# TASK ITEM
Among the lines of this material, find those holding the word "PathBuf" and report how many there are, with nothing added.

# RECORDS SHOWN

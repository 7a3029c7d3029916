//! The in-memory test-plan database
//!
//! The [`Database`] knows nothing about the filesystem layout it was loaded
//! from, apart from the template paths of its trees. It is built once by the
//! loader and only read afterwards.

use std::path::{Path, PathBuf};

use regex::Regex;

use crate::domain::Suite;

/// A named category of machine that cases run on.
#[derive(Debug, Clone, PartialEq, Eq)]
pub struct HostType {
    name: String,
    ignore_panic: bool,
}

impl HostType {
    /// Creates a host type.
    #[must_use]
    pub const fn new(name: String, ignore_panic: bool) -> Self {
        Self { name, ignore_panic }
    }

    /// The host type name.
    #[must_use]
    pub fn name(&self) -> &str {
        &self.name
    }

    /// Whether kernel panics on hosts of this type should be ignored.
    #[must_use]
    pub const fn ignore_panic(&self) -> bool {
        self.ignore_panic
    }
}

/// An ordered group of host types run together in a multihost job.
///
/// Members are names only: they are not required to be declared host types.
#[derive(Debug, Clone, PartialEq, Eq)]
pub struct RecipeSet {
    name: String,
    members: Vec<String>,
}

impl RecipeSet {
    /// Creates a recipe set.
    #[must_use]
    pub const fn new(name: String, members: Vec<String>) -> Self {
        Self { name, members }
    }

    /// The recipe set name.
    #[must_use]
    pub fn name(&self) -> &str {
        &self.name
    }

    /// Member host type names, in declaration order.
    #[must_use]
    pub fn members(&self) -> &[String] {
        &self.members
    }

    /// Checks whether the named host type is a member.
    #[must_use]
    pub fn contains(&self, host_type: &str) -> bool {
        self.members.iter().any(|member| member == host_type)
    }
}

/// A code branch along with the job template used to test it.
#[derive(Debug, Clone, PartialEq, Eq)]
pub struct Tree {
    name: String,
    template: PathBuf,
}

impl Tree {
    /// Creates a tree.
    #[must_use]
    pub const fn new(name: String, template: PathBuf) -> Self {
        Self { name, template }
    }

    /// The tree name.
    #[must_use]
    pub fn name(&self) -> &str {
        &self.name
    }

    /// Path to the job template. The file is not guaranteed to exist.
    #[must_use]
    pub fn template(&self) -> &Path {
        &self.template
    }
}

/// A fully loaded test-plan database.
#[derive(Debug, Clone, Default)]
pub struct Database {
    host_type_regex: Option<Regex>,
    host_types: Vec<HostType>,
    recipesets: Vec<RecipeSet>,
    arches: Vec<String>,
    trees: Vec<Tree>,
    suites: Vec<Suite>,
}

impl Database {
    /// Creates an empty database.
    #[must_use]
    pub fn new() -> Self {
        Self::default()
    }

    /// Restricts which host types get their own section in rendered jobs.
    #[must_use]
    pub fn with_host_type_regex(mut self, regex: Regex) -> Self {
        self.host_type_regex = Some(regex);
        self
    }

    /// Adds host types, keeping declaration order.
    #[must_use]
    pub fn with_host_types(mut self, host_types: impl IntoIterator<Item = HostType>) -> Self {
        self.host_types.extend(host_types);
        self
    }

    /// Adds recipe sets, keeping declaration order.
    #[must_use]
    pub fn with_recipesets(mut self, recipesets: impl IntoIterator<Item = RecipeSet>) -> Self {
        self.recipesets.extend(recipesets);
        self
    }

    /// Adds architectures. Repeated names are kept only once.
    #[must_use]
    pub fn with_arches(mut self, arches: impl IntoIterator<Item = String>) -> Self {
        for arch in arches {
            if !self.arches.contains(&arch) {
                self.arches.push(arch);
            }
        }
        self
    }

    /// Adds trees, keeping declaration order.
    #[must_use]
    pub fn with_trees(mut self, trees: impl IntoIterator<Item = Tree>) -> Self {
        self.trees.extend(trees);
        self
    }

    /// Adds suites, keeping declaration order.
    #[must_use]
    pub fn with_suites(mut self, suites: impl IntoIterator<Item = Suite>) -> Self {
        self.suites.extend(suites);
        self
    }

    /// The host type filter, if one is configured.
    #[must_use]
    pub const fn host_type_regex(&self) -> Option<&Regex> {
        self.host_type_regex.as_ref()
    }

    /// All declared host types.
    #[must_use]
    pub fn host_types(&self) -> &[HostType] {
        &self.host_types
    }

    /// Looks up a host type by name.
    #[must_use]
    pub fn host_type(&self, name: &str) -> Option<&HostType> {
        self.host_types.iter().find(|host_type| host_type.name == name)
    }

    /// Host types that get their own section in a rendered job.
    ///
    /// These are the declared host types whose names match the host type
    /// regex, or all of them if no regex is configured.
    pub fn eligible_host_types(&self) -> impl Iterator<Item = &HostType> {
        self.host_types.iter().filter(|host_type| {
            self.host_type_regex
                .as_ref()
                .is_none_or(|regex| regex.is_match(&host_type.name))
        })
    }

    /// All declared recipe sets.
    #[must_use]
    pub fn recipesets(&self) -> &[RecipeSet] {
        &self.recipesets
    }

    /// Recipe sets the named host type belongs to.
    pub fn recipesets_containing<'a>(
        &'a self,
        host_type: &'a str,
    ) -> impl Iterator<Item = &'a RecipeSet> {
        self.recipesets
            .iter()
            .filter(move |recipeset| recipeset.contains(host_type))
    }

    /// All declared architectures.
    #[must_use]
    pub fn arches(&self) -> &[String] {
        &self.arches
    }

    /// Checks whether an architecture is declared.
    ///
    /// A database without architectures supports none.
    #[must_use]
    pub fn has_arch(&self, arch: &str) -> bool {
        self.arches.iter().any(|a| a == arch)
    }

    /// All declared trees.
    #[must_use]
    pub fn trees(&self) -> &[Tree] {
        &self.trees
    }

    /// Looks up a tree by name.
    #[must_use]
    pub fn tree(&self, name: &str) -> Option<&Tree> {
        self.trees.iter().find(|tree| tree.name == name)
    }

    /// All loaded suites.
    #[must_use]
    pub fn suites(&self) -> &[Suite] {
        &self.suites
    }
}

# YOUR RESPONSE
3